What Would Modern Polygamy Be Like?

Responses on G+ to some of what I posted on polygamy raise an interesting consequentialist argument against it—that wealthy men would "buy up" too many wives, leaving a surplus of unmarried single men likely to cause social problems such as increased levels of crime.

The argument takes it for granted that polygamy mostly means polygyny, multiple wives rather than multiple husbands. Historically that has been the pattern. Monogamy is the most common marital arrangement, polygyny next, polyandry rare. But it raises the question of why that pattern existed and whether it would persist in a modern society where polygamy was legal and common enough to have a significant effect on the marriage market.

One answer is that men, for reasons probably hardwired by evolution, want to know which children are theirs in order that they can avoid spending their scarce resources on other men's children. Prior to modern times, maternity was an observed fact, paternity a conjecture. The obvious way of strengthening the conjecture was to arrange matters so that a woman had sex with only one man, a condition satisfied by monogamy and polygyny but not by polyandry. Modern paternity testing, which I like to refer to as the stealth reproductive technology, changed that. It no longer requires a wise child to know his father, merely a properly equipped lab.

A second possible answer is that under pre-modern conditions, with high rates of both infant mortality and death in childbirth, one woman could not be counted on to produce as many children as several husbands would want. That again has changed. In a world where infant mortality is close to zero, a fertile woman who enjoys producing and rearing children, supported by the income of multiple husbands, should be able to produce enough offspring for all of them. And it is worth noting that a second function of marriage is sex, and women are less limited in that regard than men.

All of which suggests that, in a modern context, polyandry might turn out to be as common as, or more common than, polygyny, in which case the objection vanishes or even reverses, becomes an argument in favor of polygamy rather than an argument against it.
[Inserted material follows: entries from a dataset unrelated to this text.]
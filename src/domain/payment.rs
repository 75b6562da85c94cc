use super::outcome::Outcome;
use crate::error::{PaymentError, Result};
use chrono::{DateTime, Utc};
use serde::{Deserialize, Serialize};
use std::fmt;
use uuid::Uuid;

pub const ORDER_NUMBER_MAX_LEN: usize = 32;
pub const DESCRIPTION_MAX_LEN: usize = 4000;

/// A positive amount in the smallest currency unit (e.g. øre for NOK).
///
/// Zero is rejected on construction, so holding an `Amount` means the value
/// can be sent to the processor as-is.
#[derive(Debug, Clone, Copy, PartialEq, Eq, PartialOrd, Ord, Hash, Serialize, Deserialize)]
#[serde(try_from = "u64", into = "u64")]
pub struct Amount(u64);

impl Amount {
    pub fn new(value: u64) -> Result<Self> {
        if value > 0 {
            Ok(Self(value))
        } else {
            Err(PaymentError::ValidationError(
                "Amount must be positive".to_string(),
            ))
        }
    }

    pub fn value(&self) -> u64 {
        self.0
    }
}

impl TryFrom<u64> for Amount {
    type Error = PaymentError;

    fn try_from(value: u64) -> Result<Self, Self::Error> {
        Self::new(value)
    }
}

impl From<Amount> for u64 {
    fn from(amount: Amount) -> Self {
        amount.0
    }
}

impl fmt::Display for Amount {
    fn fmt(&self, f: &mut fmt::Formatter<'_>) -> fmt::Result {
        write!(f, "{}", self.0)
    }
}

/// Input for registering a new payment with the processor.
#[derive(Debug, Clone, PartialEq, Eq, Serialize, Deserialize)]
pub struct PaymentRequest {
    /// Caller-chosen order reference (max 32 characters).
    pub order_number: String,
    pub amount: Amount,
    /// ISO 4217 currency code, e.g. `NOK`.
    pub currency_code: String,
    /// Where the hosted terminal sends the user afterwards.
    pub redirect_url: String,
    pub description: Option<String>,
    /// Authorize automatically once the user completes the terminal step.
    pub auto_auth: bool,
}

impl PaymentRequest {
    pub fn new(
        order_number: impl Into<String>,
        amount: Amount,
        currency_code: impl Into<String>,
        redirect_url: impl Into<String>,
    ) -> Self {
        Self {
            order_number: order_number.into(),
            amount,
            currency_code: currency_code.into(),
            redirect_url: redirect_url.into(),
            description: None,
            auto_auth: false,
        }
    }

    pub fn with_description(mut self, description: impl Into<String>) -> Self {
        self.description = Some(description.into());
        self
    }

    pub fn with_auto_auth(mut self, auto_auth: bool) -> Self {
        self.auto_auth = auto_auth;
        self
    }

    pub fn validate(&self) -> Result<()> {
        let order_len = self.order_number.chars().count();
        if order_len == 0 || order_len > ORDER_NUMBER_MAX_LEN {
            return Err(PaymentError::ValidationError(format!(
                "order_number must be 1 to {ORDER_NUMBER_MAX_LEN} characters"
            )));
        }
        if self.currency_code.len() != 3
            || !self.currency_code.chars().all(|c| c.is_ascii_alphabetic())
        {
            return Err(PaymentError::ValidationError(
                "currency_code must be a 3 letter code".to_string(),
            ));
        }
        if self.redirect_url.trim().is_empty() {
            return Err(PaymentError::ValidationError(
                "redirect_url must not be empty".to_string(),
            ));
        }
        if let Some(description) = &self.description
            && description.chars().count() > DESCRIPTION_MAX_LEN
        {
            return Err(PaymentError::ValidationError(format!(
                "description must be at most {DESCRIPTION_MAX_LEN} characters"
            )));
        }
        Ok(())
    }
}

#[derive(Debug, Clone, Copy, PartialEq, Eq)]
pub enum PaymentState {
    Registered,
    RegistrationFailed,
}

/// One registration attempt with the processor.
///
/// Failed registrations are kept too; they may have no transaction id.
#[derive(Debug, Clone, PartialEq, Eq, Serialize, Deserialize)]
pub struct Payment {
    pub id: Uuid,
    pub transaction_id: Option<String>,
    pub order_number: String,
    pub amount: Amount,
    pub currency_code: String,
    pub description: Option<String>,
    pub redirect_url: String,
    pub auto_auth: bool,
    #[serde(flatten)]
    pub outcome: Outcome,
    pub created: DateTime<Utc>,
    pub modified: DateTime<Utc>,
}

impl Payment {
    /// Builds an unsaved payment from a validated request.
    pub fn new(request: PaymentRequest) -> Result<Self> {
        request.validate()?;
        let now = Utc::now();
        Ok(Self {
            id: Uuid::new_v4(),
            transaction_id: None,
            order_number: request.order_number,
            amount: request.amount,
            currency_code: request.currency_code.to_ascii_uppercase(),
            description: request.description,
            redirect_url: request.redirect_url,
            auto_auth: request.auto_auth,
            outcome: Outcome::default(),
            created: now,
            modified: now,
        })
    }

    pub fn state(&self) -> PaymentState {
        match (&self.transaction_id, self.outcome.success) {
            (Some(_), true) => PaymentState::Registered,
            _ => PaymentState::RegistrationFailed,
        }
    }

    /// The transaction id, if registration completed.
    pub fn registered_transaction_id(&self) -> Option<&str> {
        match self.state() {
            PaymentState::Registered => self.transaction_id.as_deref(),
            PaymentState::RegistrationFailed => None,
        }
    }

    pub fn touch(&mut self) {
        self.modified = Utc::now();
    }
}

impl fmt::Display for Payment {
    fn fmt(&self, f: &mut fmt::Formatter<'_>) -> fmt::Result {
        write!(
            f,
            "{} {} - {}",
            self.amount,
            self.currency_code,
            self.transaction_id.as_deref().unwrap_or("-")
        )
    }
}

/// Narrows a listing of stored payments. Unset fields match everything.
#[derive(Debug, Clone, Default, PartialEq, Eq)]
pub struct PaymentFilter {
    pub success: Option<bool>,
    /// Compared ignoring case.
    pub currency_code: Option<String>,
    /// Case-insensitive substring of the order number or transaction id.
    pub search: Option<String>,
}

impl PaymentFilter {
    pub fn matches(&self, payment: &Payment) -> bool {
        if let Some(success) = self.success
            && payment.outcome.success != success
        {
            return false;
        }
        if let Some(currency_code) = &self.currency_code
            && !payment.currency_code.eq_ignore_ascii_case(currency_code)
        {
            return false;
        }
        match &self.search {
            Some(term) => {
                let term = term.to_lowercase();
                payment.order_number.to_lowercase().contains(&term)
                    || payment
                        .transaction_id
                        .as_deref()
                        .is_some_and(|tx| tx.to_lowercase().contains(&term))
            }
            None => true,
        }
    }
}
use super::gateway::{ProcessRequest, RegisterRequest, Registration};
use super::operation::Operation;
use super::payment::Payment;
use crate::error::{GatewayError, Result};
use async_trait::async_trait;
use uuid::Uuid;

#[async_trait]
pub trait PaymentStore: Send + Sync {
    /// Creates or replaces the payment. Fails if its transaction id is
    /// already held by a different payment.
    async fn store(&self, payment: Payment) -> Result<()>;
    async fn get(&self, id: Uuid) -> Result<Option<Payment>>;
    async fn find_by_transaction_id(&self, transaction_id: &str) -> Result<Option<Payment>>;
    async fn all(&self) -> Result<Vec<Payment>>;
    /// Removes the payment together with its operations.
    async fn delete(&self, id: Uuid) -> Result<bool>;
}

#[async_trait]
pub trait OperationStore: Send + Sync {
    async fn store(&self, operation: Operation) -> Result<()>;
    /// Operations of one payment, oldest first.
    async fn for_payment(&self, payment_id: Uuid) -> Result<Vec<Operation>>;
}

/// The remote payment processor. Every call is exactly one remote request.
#[async_trait]
pub trait PaymentGateway: Send + Sync {
    async fn register(&self, request: &RegisterRequest) -> Result<Registration, GatewayError>;
    async fn process(&self, request: &ProcessRequest) -> Result<(), GatewayError>;
    /// Hosted terminal page the end user is sent to for a registered transaction.
    fn terminal_url(&self, transaction_id: &str) -> String;
}

pub type PaymentStoreBox = Box<dyn PaymentStore>;
pub type OperationStoreBox = Box<dyn OperationStore>;
pub type PaymentGatewayBox = Box<dyn PaymentGateway>;

pub type PaymentStoreFactory = Box<dyn Fn() -> PaymentStoreBox + Send + Sync>;
pub type OperationStoreFactory = Box<dyn Fn() -> OperationStoreBox + Send + Sync>;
How could one find  data to test the theory? One possibility would be to study modern polygamy not in contexts such as the FLDS, where it represents the survival of old marital patterns, but in the context of  polyamory, where it appears as the growth of new ones. I do not know if anyone has attempted a census of polyamorous households—there are obvious difficulties, since many have reasons to keep a low profile—but the results would be interesting.